*YOUR INSTRUCTIONS*:
Line by line, check the data for the string "field" and state how many lines have it, nothing more.

*MATERIAL TO PROCESS*:

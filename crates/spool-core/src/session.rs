//! Per-project session settings
//!
//! Stored next to the tape as plain key=value text, one entry per line:
//! `NNL`/`NNR` are track NN's monitor attenuation for bus A and B, `NNM`
//! its mute, `Pos` the head frame and `Rof` the record offset in frames.
//! Unknown keys are ignored so files written by newer builds still load.
//! A missing file yields defaults (unity attenuation, everything muted,
//! head at zero, record offset derived from the declared latencies).

use std::fmt::Write as _;
use std::path::Path;

use crate::types::ATTEN_SILENCE;

/// Saved monitor settings for one track
#[derive(Debug, Clone, Copy, PartialEq, Eq)]
pub struct TrackSettings {
    pub atten_a: u8,
    pub atten_b: u8,
    pub muted: bool,
}

impl Default for TrackSettings {
    fn default() -> Self {
        Self {
            atten_a: 0,
            atten_b: 0,
            muted: true,
        }
    }
}

/// The session file contents
#[derive(Debug, Clone, PartialEq, Eq)]
pub struct SessionConfig {
    /// One entry per track, in index order
    pub tracks: Vec<TrackSettings>,
    /// Head position in frames
    pub position: u64,
    /// Record offset in frames; None means "compute from latencies"
    pub record_offset: Option<u64>,
}

impl SessionConfig {
    /// Defaults for a project with the given track count
    pub fn with_defaults(tracks: usize) -> Self {
        Self {
            tracks: vec![TrackSettings::default(); tracks],
            position: 0,
            record_offset: None,
        }
    }

    /// Load the session file, falling back to defaults on any failure
    pub fn load(path: &Path, tracks: usize) -> Self {
        let mut session = Self::with_defaults(tracks);

        let contents = match std::fs::read_to_string(path) {
            Ok(contents) => contents,
            Err(e) if e.kind() == std::io::ErrorKind::NotFound => {
                log::info!("no session file at {:?}, using defaults", path);
                return session;
            }
            Err(e) => {
                log::warn!("failed to read session file {:?}: {}, using defaults", path, e);
                return session;
            }
        };

        for line in contents.lines() {
            if let Some((key, value)) = line.split_once('=') {
                session.apply_entry(key.trim(), value.trim());
            }
        }
        log::info!("loaded session from {:?}", path);
        session
    }

    fn apply_entry(&mut self, key: &str, value: &str) {
        match key {
            "Pos" => {
                if let Ok(v) = value.parse() {
                    self.position = v;
                }
                return;
            }
            "Rof" => {
                if let Ok(v) = value.parse() {
                    self.record_offset = Some(v);
                }
                return;
            }
            _ => {}
        }

        // Track keys: two-digit index plus a field letter
        let (Some(index), Some(field)) = (
            key.get(..2).and_then(|s| s.parse::<usize>().ok()),
            (key.len() == 3).then(|| key.chars().nth(2)).flatten(),
        ) else {
            return;
        };
        let Some(track) = self.tracks.get_mut(index) else {
            return;
        };
        match field {
            'L' => {
                if let Ok(v) = value.parse::<i64>() {
                    track.atten_a = v.clamp(0, ATTEN_SILENCE as i64) as u8;
                }
            }
            'R' => {
                if let Ok(v) = value.parse::<i64>() {
                    track.atten_b = v.clamp(0, ATTEN_SILENCE as i64) as u8;
                }
            }
            'M' => match value {
                "0" => track.muted = false,
                "1" => track.muted = true,
                _ => {}
            },
            _ => {}
        }
    }

    /// Write all tracks in index order, then the head and record offset
    pub fn save(&self, path: &Path) -> std::io::Result<()> {
        let mut out = String::new();
        for (index, track) in self.tracks.iter().enumerate() {
            let _ = writeln!(out, "{:02}L={}", index, track.atten_a);
            let _ = writeln!(out, "{:02}R={}", index, track.atten_b);
            let _ = writeln!(out, "{:02}M={}", index, if track.muted { 1 } else { 0 });
        }
        let _ = writeln!(out, "Pos={}", self.position);
        if let Some(offset) = self.record_offset {
            let _ = writeln!(out, "Rof={}", offset);
        }
        std::fs::write(path, out)?;
        log::info!("saved session to {:?}", path);
        Ok(())
    }
}

#[cfg(test)]
mod tests {
    use super::*;

    #[test]
    fn test_missing_file_yields_defaults() {
        let session = SessionConfig::load(Path::new("/nonexistent/no.session"), 4);
        assert_eq!(session, SessionConfig::with_defaults(4));
        assert_eq!(session.tracks.len(), 4);
        assert!(session.tracks.iter().all(|t| t.muted));
        assert_eq!(session.position, 0);
        assert_eq!(session.record_offset, None);
    }

    #[test]
    fn test_save_load_roundtrip() {
        let dir = tempfile::tempdir().unwrap();
        let path = dir.path().join("demo.session");

        let mut session = SessionConfig::with_defaults(3);
        session.tracks[0] = TrackSettings { atten_a: 0, atten_b: 16, muted: false };
        session.tracks[2] = TrackSettings { atten_a: 6, atten_b: 6, muted: true };
        session.position = 132_300;
        session.record_offset = Some(4410);

        session.save(&path).unwrap();
        let loaded = SessionConfig::load(&path, 3);
        assert_eq!(loaded, session);
    }

    #[test]
    fn test_file_format_lines() {
        let dir = tempfile::tempdir().unwrap();
        let path = dir.path().join("demo.session");

        let mut session = SessionConfig::with_defaults(2);
        session.tracks[1].muted = false;
        session.position = 7;
        session.record_offset = Some(441);
        session.save(&path).unwrap();

        let text = std::fs::read_to_string(&path).unwrap();
        let lines: Vec<&str> = text.lines().collect();
        assert_eq!(
            lines,
            vec!["00L=0", "00R=0", "00M=1", "01L=0", "01R=0", "01M=0", "Pos=7", "Rof=441"]
        );
    }

    #[test]
    fn test_unknown_keys_and_junk_are_ignored() {
        let dir = tempfile::tempdir().unwrap();
        let path = dir.path().join("demo.session");
        std::fs::write(
            &path,
            "Fancy=yes\n00L=2\nnot a line\n99L=5\n00X=1\nPos=50\n00M=maybe\n",
        )
        .unwrap();

        let session = SessionConfig::load(&path, 2);
        assert_eq!(session.tracks[0].atten_a, 2);
        // 99 is out of range, X is not a field, "maybe" is not a mute value
        assert!(session.tracks[0].muted);
        assert_eq!(session.position, 50);
        assert_eq!(session.record_offset, None);
    }

    #[test]
    fn test_attenuation_values_are_clamped() {
        let dir = tempfile::tempdir().unwrap();
        let path = dir.path().join("demo.session");
        std::fs::write(&path, "00L=99\n00R=-3\n").unwrap();

        let session = SessionConfig::load(&path, 1);
        assert_eq!(session.tracks[0].atten_a, 16);
        assert_eq!(session.tracks[0].atten_b, 0);
    }
}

*RESULT OF THE EXERCISE*:
4